Gli scienziati stanno per la prima volta valutando i modi per aiutare le specie di adattarsi al rapido cambiamento climatico e alle altre minacce ambientali attraverso strategie che sono state considerate troppo radicali solo cinque o dieci anni fa. Tra queste strategie attualmente in esame c’è la cosiddetta “delocalizzazione gestita“. Conosciuta anche come “migrazione assistita“, si tratta dello spostamento manuale delle specie in habitat migliori rispetto a quelli in cui attualmente si trovano.
Un nuovo strumento pionieristico per aiutare in questo compito è stato pubblicato sulla rivista Proceedings of the National Academy of Sciences (PNAS). I ricercatori finora avevano evitato tale strumento per non causare l’estinzione di alcune specie locali, o intasare gli habitat. Allora perché adesso lo si sta prendendo in seria considerazione? Perchém secondo Jessica Hellmann, una delle autrici dello studio:
è evidente che la stragrande maggioranza degli animali sarà danneggiata dal cambiamento climatico molto velocemente. Le conseguenze le potremo rilevare all’interno di decenni, non secoli.
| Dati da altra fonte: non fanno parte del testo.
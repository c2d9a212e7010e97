//! # tagwright-core
//!
//! Attribute collection and canonical rendering for HTML elements.
//!
//! An element's attributes arrive from many places: classes, key/value
//! attributes, boolean flags, inline styles, ARIA and data attributes and
//! inline event handlers. This crate gathers them in an
//! [`AttributeCollection`] and renders them in one deterministic order, no
//! matter in which order they were added.
//!
//! ## Rendering order
//!
//! 1. Core attributes, in the order the element declares them
//! 2. All other enabled attributes, sorted by name
//! 3. `class`, always last
//!
//! ## Example
//!
//! ```
//! use tagwright_core::prelude::*;
//!
//! let mut attributes = AttributeCollection::new();
//! attributes.add_classes(["foo", "bar"]);
//! attributes.set_aria(AriaAttribute::SetSize, "3");
//! attributes.set_styles([
//!     StyleDeclaration::new(Property::ZIndex, "1"),
//!     StyleDeclaration::new(Property::AccentColor, "red"),
//! ]);
//!
//! assert_eq!(
//!     attributes.render(&[], &[]),
//!     "aria-setsize=\"3\" style=\"accent-color: red; z-index: 1\" class=\"bar foo\""
//! );
//! ```

pub mod aria;
pub mod attributes;
pub mod boolean;
pub mod error;
pub mod event;
pub mod modifiers;
pub mod style;

pub use aria::AriaAttribute;
pub use attributes::{
	AttributeCollection, AttributeEntry, AttributeName, ClassList, CoreAttribute,
	IntoAttributeName,
};
pub use boolean::BooleanAttribute;
pub use error::{AttributeError, Result};
pub use event::{Action, Event};
pub use modifiers::{AttributeModifiers, HasAttributes};
pub use style::{InlineStyle, Property, StyleDeclaration};

/// Common imports.
pub mod prelude {
	pub use crate::aria::AriaAttribute;
	pub use crate::attributes::{AttributeCollection, AttributeName, CoreAttribute};
	pub use crate::boolean::BooleanAttribute;
	pub use crate::event::{
		Action, CustomAction, Event, HideElement, ShowAlert, ShowElement, ToggleElement,
	};
	pub use crate::modifiers::{AttributeModifiers, HasAttributes};
	pub use crate::style::{Property, StyleDeclaration};
}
Quindi, l’azione sembra molto più importante di quello che poteva sembrare 5 o 10 anni fa, quando le concentrazioni atmosferiche di gas ad effetto serra erano inferiori.
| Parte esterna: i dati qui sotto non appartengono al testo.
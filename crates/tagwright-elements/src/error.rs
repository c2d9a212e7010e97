//! Error types for tagwright-elements

use tagwright_core::AttributeError;
use thiserror::Error;

/// Error type for element construction and site configuration
#[derive(Debug, Error)]
pub enum ElementError {
	/// Invalid attribute name
	#[error(transparent)]
	Attribute(#[from] AttributeError),

	/// Invalid tag name
	#[error("Invalid tag name: {0:?}")]
	InvalidTagName(String),

	/// Site configuration could not be parsed
	#[error("Invalid site configuration: {0}")]
	Config(#[from] toml::de::Error),
}

/// Result type for element operations
pub type Result<T> = std::result::Result<T, ElementError>;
Ma la delocalizzazione gestita non è l’unica strategia di adeguamento controverso attualmente preso in esame dagli scienziati. Altre strategie includono concimazioni degli oceani per aumentare l’assorbimento di gas a effetto serra e quindi a ridurre i cambiamenti climatici; la conservazione degli enormi corridoi migratori che può estendersi fino a migliaia di chilometri per preservare la diversità genetica delle specie minacciate.
Molte specie sono sopravvissute precedentemente ai cambiamenti climatici passando naturalmente all’habitat più ospitale. Ma oggi la presenza delle città e di altri ostacoli innaturali e la velocità del cambiamento climatico mettono in pericolo questo passaggio evolutivo che, la storia ci insegna, di solito avviene nel corso di secoli, se non di millenni.
Questo dibattuto strumento, ancora in fase di studio, non è applicabile solo alle specie minacciate dall’estinzione. Oltre ad affrontare la delocalizzazione di queste specie, i ricercatori vorrebbero estenderlo anche alle piante e alla natura che può comportare alcuni vantaggi economici. Al contrario, gli ambientalisti vorrebbero che il patrimonio naturale degli ecosistemi rimanga inalterato e che affronti naturalmente i rischi. Altre metodologie per affrontare il problema sono attualmente in fase di studio.